Cimetières juifs d’Algérie, par Joël Mergui

L’histoire multiséculaire qui lie la communauté juive à l’Algérie a contribué à façonner un pan du judaïsme « sépharade » à travers les figures éminentes qui l’ont incarné, à travers les rites et les coutumes qui continuent d’être observés de nos jours, et bien sûr à travers la culture si riche qui y a vu le jour.


Dès lors, comme chacun le comprendra, le sort des cimetières et des tombes restées en Algérie suscite, pour l’ensemble de la communauté juive de France, une émotion extrêmement forte. Ce lien est renforcé par le respect éminent dû aux morts, et en premier lieu à leur dernière demeure, comme le prescrit la loi juive.


Suite à l’arrêté du 26 mai 2016 relatif au regroupement de sépultures juives en Algérie, je souhaite faire un rappel historique de l’action du Consistoire sur le dossier des cimetières juifs en Algérie et apporter les éléments d’information suivants.

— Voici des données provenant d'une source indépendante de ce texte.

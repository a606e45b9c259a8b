//! Shared provider error kinds and error value helpers.
//!
//! ```rust
//! use fprovider::ProviderError;
//!
//! let auth = ProviderError::authentication("bad key");
//! assert!(!auth.retryable);
//!
//! let timeout = ProviderError::timeout("temporary timeout");
//! assert!(timeout.retryable);
//! ```

use std::error::Error;
use std::fmt::{Display, Formatter};

use fcommon::{ContextError, ContextErrorKind};

use crate::MessageKind;

#[derive(Debug, Clone, Copy, PartialEq, Eq)]
pub enum ProviderErrorKind {
    Authentication,
    RateLimited,
    InvalidRequest,
    Timeout,
    Transport,
    Unavailable,
    Cancelled,
    DeadlineExceeded,
    Other,
}

#[derive(Debug, Clone, PartialEq, Eq)]
pub struct ProviderError {
    pub kind: ProviderErrorKind,
    pub message: String,
    pub retryable: bool,
}

impl ProviderError {
    pub fn new(kind: ProviderErrorKind, message: impl Into<String>, retryable: bool) -> Self {
        Self {
            kind,
            message: message.into(),
            retryable,
        }
    }

    pub fn authentication(message: impl Into<String>) -> Self {
        Self::new(ProviderErrorKind::Authentication, message, false)
    }

    pub fn rate_limited(message: impl Into<String>) -> Self {
        Self::new(ProviderErrorKind::RateLimited, message, true)
    }

    pub fn invalid_request(message: impl Into<String>) -> Self {
        Self::new(ProviderErrorKind::InvalidRequest, message, false)
    }

    pub fn timeout(message: impl Into<String>) -> Self {
        Self::new(ProviderErrorKind::Timeout, message, true)
    }

    pub fn transport(message: impl Into<String>) -> Self {
        Self::new(ProviderErrorKind::Transport, message, true)
    }

    pub fn unavailable(message: impl Into<String>) -> Self {
        Self::new(ProviderErrorKind::Unavailable, message, true)
    }

    pub fn cancelled(message: impl Into<String>) -> Self {
        Self::new(ProviderErrorKind::Cancelled, message, false)
    }

    pub fn deadline_exceeded(message: impl Into<String>) -> Self {
        Self::new(ProviderErrorKind::DeadlineExceeded, message, false)
    }

    pub fn other(message: impl Into<String>) -> Self {
        Self::new(ProviderErrorKind::Other, message, false)
    }
}

impl Display for ProviderError {
    fn fmt(&self, f: &mut Formatter<'_>) -> std::fmt::Result {
        write!(f, "{:?}: {}", self.kind, self.message)
    }
}

impl Error for ProviderError {}

impl From<ContextError> for ProviderError {
    fn from(value: ContextError) -> Self {
        match value.kind {
            ContextErrorKind::Cancelled => Self::cancelled(value.to_string()),
            ContextErrorKind::DeadlineExceeded => Self::deadline_exceeded(value.to_string()),
        }
    }
}

#[derive(Debug, Clone, Copy, PartialEq, Eq)]
pub enum MessageErrorKind {
    UnsupportedKind,
    EmptyInput,
}

/// Failure raised by message construction and the message helpers.
#[derive(Debug, Clone, PartialEq, Eq)]
pub struct MessageError {
    pub kind: MessageErrorKind,
    pub message: String,
}

impl MessageError {
    pub fn new(kind: MessageErrorKind, message: impl Into<String>) -> Self {
        Self {
            kind,
            message: message.into(),
        }
    }

    pub fn unsupported_kind(kind: MessageKind) -> Self {
        Self::new(
            MessageErrorKind::UnsupportedKind,
            format!("operation is not supported for {kind} messages"),
        )
    }

    pub fn empty_input(message: impl Into<String>) -> Self {
        Self::new(MessageErrorKind::EmptyInput, message)
    }
}

impl Display for MessageError {
    fn fmt(&self, f: &mut Formatter<'_>) -> std::fmt::Result {
        write!(f, "{:?}: {}", self.kind, self.message)
    }
}

impl Error for MessageError {}
//! Memory-layer errors for conversation persistence operations.

use std::error::Error;
use std::fmt::{Display, Formatter};

use fchat::{ChatError, ChatErrorKind, ChatErrorPhase};
use fcommon::{ContextError, ContextErrorKind};

#[derive(Debug, Clone, Copy, PartialEq, Eq)]
pub enum MemoryErrorKind {
    Storage,
    InvalidRequest,
    Other,
}

#[derive(Debug, Clone, PartialEq, Eq)]
pub struct MemoryError {
    pub kind: MemoryErrorKind,
    pub message: String,
    /// Set when the operation was abandoned because its call context ended.
    pub context: Option<ContextErrorKind>,
}

impl MemoryError {
    pub fn new(kind: MemoryErrorKind, message: impl Into<String>) -> Self {
        Self {
            kind,
            message: message.into(),
            context: None,
        }
    }

    pub fn storage(message: impl Into<String>) -> Self {
        Self::new(MemoryErrorKind::Storage, message)
    }

    pub fn invalid_request(message: impl Into<String>) -> Self {
        Self::new(MemoryErrorKind::InvalidRequest, message)
    }

    pub fn other(message: impl Into<String>) -> Self {
        Self::new(MemoryErrorKind::Other, message)
    }
}

impl Display for MemoryError {
    fn fmt(&self, f: &mut Formatter<'_>) -> std::fmt::Result {
        write!(f, "{:?}: {}", self.kind, self.message)
    }
}

impl Error for MemoryError {}

impl From<ContextError> for MemoryError {
    fn from(value: ContextError) -> Self {
        let mut error = Self::other(value.to_string());
        error.context = Some(value.kind);
        error
    }
}

impl From<MemoryError> for ChatError {
    fn from(value: MemoryError) -> Self {
        let kind = match (value.kind, value.context) {
            (_, Some(ContextErrorKind::Cancelled)) => ChatErrorKind::Cancelled,
            (_, Some(ContextErrorKind::DeadlineExceeded)) => ChatErrorKind::DeadlineExceeded,
            (MemoryErrorKind::InvalidRequest, None) => ChatErrorKind::InvalidConversationId,
            (MemoryErrorKind::Storage | MemoryErrorKind::Other, None) => ChatErrorKind::Store,
        };

        ChatError::new(kind, value.to_string()).with_phase(ChatErrorPhase::Memory)
    }
}

#[cfg(test)]
mod tests {
    use super::*;

    #[test]
    fn memory_errors_map_to_chat_kinds() {
        let error = ChatError::from(MemoryError::storage("disk full"));
        assert_eq!(error.kind, ChatErrorKind::Store);
        assert_eq!(error.phase, Some(ChatErrorPhase::Memory));
        assert_eq!(error.message, "Storage: disk full");

        let error = ChatError::from(MemoryError::invalid_request("bad id"));
        assert_eq!(error.kind, ChatErrorKind::InvalidConversationId);

        let error = ChatError::from(MemoryError::from(ContextError::cancelled()));
        assert_eq!(error.kind, ChatErrorKind::Cancelled);
    }
}
//! Conversational orchestration over model providers.
//!
//! A [`ChatClient`] normalizes each prompt's messages, runs the request through the
//! configured call or stream middleware chain down to the model provider, and drives the
//! tool loop: internal tool calls are executed and fed back to the model until it answers
//! in plain text, a direct-return tool finishes the turn, or an external tool call is handed
//! back to the caller.

mod client;
mod error;
mod invoker;
mod middleware;
mod normalize;
mod params;
mod prompt;
mod recover;
mod safeguard;
mod turn;

pub mod prelude {
    pub use crate::{
        CallHandler, CallMiddleware, CallResponse, ChatClient, ChatClientBuilder, ChatError,
        ChatErrorKind, ChatErrorPhase, ChatPolicy, ChatPrompt, ChatStream, RecoverMiddleware,
        SafeguardMiddleware, StreamHandler, StreamMiddleware,
    };
    pub use fcommon::{CallContext, ConversationId, MetadataMap};
    pub use fprovider::{ChatRequest, ChatResponse, Message, MessageKind, ModelOptions};
    pub use ftooling::{ExternalTool, FunctionTool, Tool, ToolRegistry};
}

pub use client::{ChatClient, ChatClientBuilder, ChatPolicy};
pub use error::{ChatError, ChatErrorKind, ChatErrorPhase, ChatErrorSource, TemplateSource};
pub use invoker::ModelInvoker;
pub use middleware::{
    CallHandler, CallMiddleware, CallMiddlewareFn, ChatFuture, ChatStream, StreamHandler,
    StreamMiddleware, StreamMiddlewareFn, call_handler, call_middleware_fn, chain_call,
    chain_stream, stream_handler, stream_middleware_fn,
};
pub use normalize::{DEFAULT_GREETING, normalize_messages};
pub use params::{conversation_id, output_format, set_conversation_id, set_output_format, tool_round};
pub use prompt::{CallResponse, ChatPrompt};
pub use recover::RecoverMiddleware;
pub use safeguard::SafeguardMiddleware;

Depuis plusieurs années le gouvernement français travaille sur la sauvegarde et l’entretien des cimetières juifs et chrétiens en Algérie. Le ministère des affaires étrangères français a obtenu un arrêté du gouvernement algérien en date du 9 septembre 2009  qui autorisait les regroupements et les travaux  dans les cimetières chrétiens.


Au début des années 2000, le Consistoire, questionné, avait refusé les déplacements de tombes juives, car personne ne pouvait assurer la supervision religieuse des exhumations, du fait des risques liés à de tels déplacements.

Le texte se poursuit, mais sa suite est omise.